Because the topic is so difficult and sensitive, counselors can be a tremendous asset to these parents by helping them to have conversations about racism with their children and with each other, Brew says. “This conversation needs to be explicit and purposeful,” she says. “The parents may need to work on thinking in inclusive ways rather than judgmental ways — the way we teach our students to respect differences. It’s the seed that helps teach children about their own culture as well.”

“I think it’s important for parents to start with very small children talking about skin color and how it’s different, but to give no meaning to color,” Brew continues. “We all see differences, and that’s fine. It’s when meaning is applied that differences become a problem. For biracial children, talking about how mommy and daddy — or mommy and mommy, or daddy and daddy — are different is also important to note, although, again, not giving meaning to those differences.”

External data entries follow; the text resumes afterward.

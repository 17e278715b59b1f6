// flatten / convert commands

use std::path::PathBuf;

use lossgrid_enrich::flatten_file;

use crate::exit_codes::{EXIT_CONVERT_FAILURES, EXIT_USAGE};
use crate::CliError;

pub fn cmd_flatten(input: PathBuf, output: PathBuf) -> Result<(), CliError> {
    if !input.is_file() {
        return Err(CliError::new(EXIT_USAGE, format!("no such file: {}", input.display())));
    }
    let flattened = flatten_file(&input, &output).map_err(CliError::enrich)?;
    println!("{} → {}: {} merged ranges flattened", input.display(), output.display(), flattened);
    Ok(())
}

pub fn cmd_convert(dir: PathBuf) -> Result<(), CliError> {
    if !dir.is_dir() {
        return Err(CliError::new(EXIT_USAGE, format!("not a directory: {}", dir.display())));
    }
    let summary = lossgrid_io::convert::convert_xls_tree(&dir);
    for path in &summary.converted {
        println!("✓ {}", path.display());
    }
    for (path, err) in &summary.errors {
        eprintln!("✗ {}: {}", path.display(), err);
    }
    println!("{}", summary.summary());

    if !summary.errors.is_empty() {
        return Err(CliError::new(
            EXIT_CONVERT_FAILURES,
            format!("{} workbooks could not be converted", summary.errors.len()),
        ));
    }
    Ok(())
}
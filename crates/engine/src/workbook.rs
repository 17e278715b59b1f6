use serde::{Deserialize, Serialize};

use crate::sheet::Sheet;

/// A workbook containing one or more sheets
#[derive(Debug, Clone, Default, Serialize, Deserialize)]
pub struct Workbook {
    sheets: Vec<Sheet>,
    active_sheet: usize,
}

impl Workbook {
    /// New workbook with a single empty `Sheet1`.
    pub fn new() -> Self {
        Self {
            sheets: vec![Sheet::new("Sheet1")],
            active_sheet: 0,
        }
    }

    pub fn from_sheets(sheets: Vec<Sheet>, active: usize) -> Self {
        let active_sheet = if active < sheets.len() { active } else { 0 };
        Self { sheets, active_sheet }
    }

    pub fn sheet_count(&self) -> usize {
        self.sheets.len()
    }

    pub fn active_sheet_index(&self) -> usize {
        self.active_sheet
    }

    pub fn sheet(&self, index: usize) -> Option<&Sheet> {
        self.sheets.get(index)
    }

    pub fn sheet_mut(&mut self, index: usize) -> Option<&mut Sheet> {
        self.sheets.get_mut(index)
    }

    pub fn sheet_by_name(&self, name: &str) -> Option<&Sheet> {
        self.sheets.iter().find(|s| s.name == name)
    }

    pub fn sheet_names(&self) -> Vec<&str> {
        self.sheets.iter().map(|s| s.name.as_str()).collect()
    }

    pub fn sheets(&self) -> &[Sheet] {
        &self.sheets
    }

    pub fn sheets_mut(&mut self) -> &mut [Sheet] {
        &mut self.sheets
    }

    /// Append a sheet, returning its index.
    pub fn push_sheet(&mut self, sheet: Sheet) -> usize {
        self.sheets.push(sheet);
        self.sheets.len() - 1
    }
}

#[cfg(test)]
mod tests {
    use super::*;

    #[test]
    fn test_new_has_one_sheet() {
        let wb = Workbook::new();
        assert_eq!(wb.sheet_count(), 1);
        assert_eq!(wb.sheet_names(), vec!["Sheet1"]);
    }

    #[test]
    fn test_from_sheets_clamps_active() {
        let wb = Workbook::from_sheets(vec![Sheet::new("a"), Sheet::new("b")], 7);
        assert_eq!(wb.active_sheet_index(), 0);
        assert!(wb.sheet_by_name("b").is_some());
    }
}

“If the child is likely to experience racism or any other type of prejudice based upon differences, then [it’s] letting kids know that some people don’t understand differences and believe that people are bad based on how they look or how they dress, etc.,” she says. “Then when it actually happens, kids can feel safe to talk with parents, who should validate the child’s experience and help them make sense of it.”

It isn’t unusual for multiracial children to grow up, like Paladino did, in predominantly white neighborhoods. Even if these children don’t encounter bullying or overt racism, being one of the few (or perhaps only) children of color in an overwhelmingly white environment can exacerbate their feelings of not belonging. Counselors can help these children cope, Paladino says.

“I would want to continually validate what they are feeling and experiencing, which may be ‘otherness’ or not fitting in,” he explains. “At a young age, it may be difficult for [children] to fully grasp why they are experiencing these feelings, so I really want to be there for them in this part of the journey and allow them to ventilate feelings, thoughts and experiences.”

“For the parents, if they are a part of counseling or a parent consult, I would talk to them about what their child is feeling,” Paladino continues. “[I would] help them to experience empathy toward their child, talk to them about how to create a safe space for their child to talk and ventilate about how they are feeling and what they are experiencing, and help them look up children’s books as a way to talk about feeling different.”

School counselors — indeed all school faculty members — also play a critical role in helping multiracial children cope with racism and the struggle to feel included, says Taryne Michelle Mingo, an ACA member and former school counselor whose research focuses on marginalized populations. “I would [as a school counselor] develop a trusting relationship with the children and let them know that I can be a support system,” she says. For instance, she explains, if a child is being taunted or verbally abused, it is important for the child to view the school counselor as a safe person whom he or she can trust and feel comfortable going to for help.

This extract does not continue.